# Records to process:
-=-=-=-=-

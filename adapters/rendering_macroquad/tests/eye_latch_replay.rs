use face_arena_rendering_macroquad::EyeLatch;

fn run_sequence(held: &[bool]) -> Vec<(bool, bool)> {
    let mut latch = EyeLatch::default();
    held.iter().map(|&closed| latch.observe(closed)).collect()
}

#[test]
fn blink_fires_once_per_release() {
    let held = [false, true, true, false, false, true, false];
    let expected = vec![
        (false, false),
        (true, false),
        (true, false),
        (false, true),
        (false, false),
        (true, false),
        (false, true),
    ];

    let first_run = run_sequence(&held);
    let second_run = run_sequence(&held);

    assert_eq!(first_run, expected);
    assert_eq!(first_run, second_run);
}

#[test]
fn open_eyes_never_blink() {
    assert!(run_sequence(&[false; 8]).iter().all(|&(_, blink)| !blink));
}
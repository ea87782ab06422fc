//! Boundaries to the perception and audio devices.

use face_arena_core::PerceptionFrame;
use thiserror::Error;

/// Failures reported by perception or audio services.
#[derive(Debug, Error)]
pub enum ServiceError {
    /// The device could not be opened.
    #[error("{service} is unavailable: {reason}")]
    Unavailable {
        /// Human-readable service name.
        service: &'static str,
        /// Description of the failure.
        reason: String,
    },
    /// The device failed while the game was running.
    #[error("{service} failed: {reason}")]
    Failed {
        /// Human-readable service name.
        service: &'static str,
        /// Description of the failure.
        reason: String,
    },
}

/// Source of face and hand readings, polled once per frame.
pub trait PerceptionService {
    /// Blocks until the next reading is available.
    ///
    /// `Ok(None)` signals that no frame was captured this time; the caller
    /// treats it as a transient miss.
    fn read_frame(&mut self) -> Result<Option<PerceptionFrame>, ServiceError>;

    /// Releases the underlying device.
    fn release(&mut self);
}

/// Microphone and speech output.
pub trait AudioService {
    /// Blocks until the next normalised amplitude reading is available.
    fn read_amplitude(&mut self) -> Result<f32, ServiceError>;

    /// Queues a phrase for playback without waiting for it to finish.
    fn speak(&mut self, phrase: &str) -> Result<(), ServiceError>;

    /// Releases the microphone and the speaker.
    fn release(&mut self);
}

/// Phrases the avatar says when asked to speak.
pub const PHRASES: [&str; 3] = [
    "Hello, I'm your avatar.",
    "How are you today?",
    "I am your digital friend.",
];

/// Cycles through [`PHRASES`] in order.
#[derive(Clone, Debug, Default)]
pub struct PhraseCycle {
    next: usize,
}

impl PhraseCycle {
    /// Creates a cycle starting at the first phrase.
    #[must_use]
    pub fn new() -> Self {
        Self::default()
    }

    /// Returns the next phrase, wrapping after the last one.
    pub fn next_phrase(&mut self) -> &'static str {
        let phrase = PHRASES[self.next % PHRASES.len()];
        self.next = (self.next + 1) % PHRASES.len();
        phrase
    }
}

#[cfg(test)]
mod tests {
    use super::*;

    #[test]
    fn phrases_wrap_around() {
        let mut cycle = PhraseCycle::new();
        let spoken: Vec<&str> = (0..4).map(|_| cycle.next_phrase()).collect();
        assert_eq!(
            spoken,
            vec![PHRASES[0], PHRASES[1], PHRASES[2], PHRASES[0]]
        );
    }
}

-=-=-=-=-

# What this task involves:
Your task is to transcribe the listing above in full, exactly as given.

# Exercise result:
filename adapters/rendering_macroquad/tests/eye_latch_replay.rs
use face_arena_rendering_macroquad::EyeLatch;

fn run_sequence(held: &[bool]) -> Vec<(bool, bool)> {
    let mut latch = EyeLatch::default();
    held.iter().map(|&closed| latch.observe(closed)).collect()
}

#[test]
fn blink_fires_once_per_release() {
    let held = [false, true, true, false, false, true, false];
    let expected = vec![
        (false, false),
        (true, false),
        (true, false),
        (false, true),
        (false, false),
        (true, false),
        (false, true),
    ];

    let first_run = run_sequence(&held);
    let second_run = run_sequence(&held);

    assert_eq!(first_run, expected);
    assert_eq!(first_run, second_run);
}

#[test]
fn open_eyes_never_blink() {
    assert!(run_sequence(&[false; 8]).iter().all(|&(_, blink)| !blink));
}
repository ea87782ab06422fc
//! Boundaries to the perception and audio devices.

use face_arena_core::PerceptionFrame;
use thiserror::Error;

/// Failures reported by perception or audio services.
#[derive(Debug, Error)]
pub enum ServiceError {
    /// The device could not be opened.
    #[error("{service} is unavailable: {reason}")]
    Unavailable {
        /// Human-readable service name.
        service: &'static str,
        /// Description of the failure.
        reason: String,
    },
    /// The device failed while the game was running.
    #[error("{service} failed: {reason}")]
    Failed {
        /// Human-readable service name.
        service: &'static str,
        /// Description of the failure.
        reason: String,
    },
}

/// Source of face and hand readings, polled once per frame.
pub trait PerceptionService {
    /// Blocks until the next reading is available.
    ///
    /// `Ok(None)` signals that no frame was captured this time; the caller
    /// treats it as a transient miss.
    fn read_frame(&mut self) -> Result<Option<PerceptionFrame>, ServiceError>;

    /// Releases the underlying device.
    fn release(&mut self);
}

/// Microphone and speech output.
pub trait AudioService {
    /// Blocks until the next normalised amplitude reading is available.
    fn read_amplitude(&mut self) -> Result<f32, ServiceError>;

    /// Queues a phrase for playback without waiting for it to finish.
    fn speak(&mut self, phrase: &str) -> Result<(), ServiceError>;

    /// Releases the microphone and the speaker.
    fn release(&mut self);
}

/// Phrases the avatar says when asked to speak.
pub const PHRASES: [&str; 3] = [
    "Hello, I'm your avatar.",
    "How are you today?",
    "I am your digital friend.",
];

/// Cycles through [`PHRASES`] in order.
#[derive(Clone, Debug, Default)]
pub struct PhraseCycle {
    next: usize,
}

impl PhraseCycle {
    /// Creates a cycle starting at the first phrase.
    #[must_use]
    pub fn new() -> Self {
        Self::default()
    }

    /// Returns the next phrase, wrapping after the last one.
    pub fn next_phrase(&mut self) -> &'static str {
        let phrase = PHRASES[self.next % PHRASES.len()];
        self.next = (self.next + 1) % PHRASES.len();
        phrase
    }
}

#[cfg(test)]
mod tests {
    use super::*;

    #[test]
    fn phrases_wrap_around() {
        let mut cycle = PhraseCycle::new();
        let spoken: Vec<&str> = (0..4).map(|_| cycle.next_phrase()).collect();
        assert_eq!(
            spoken,
            vec![PHRASES[0], PHRASES[1], PHRASES[2], PHRASES[0]]
        );
    }
}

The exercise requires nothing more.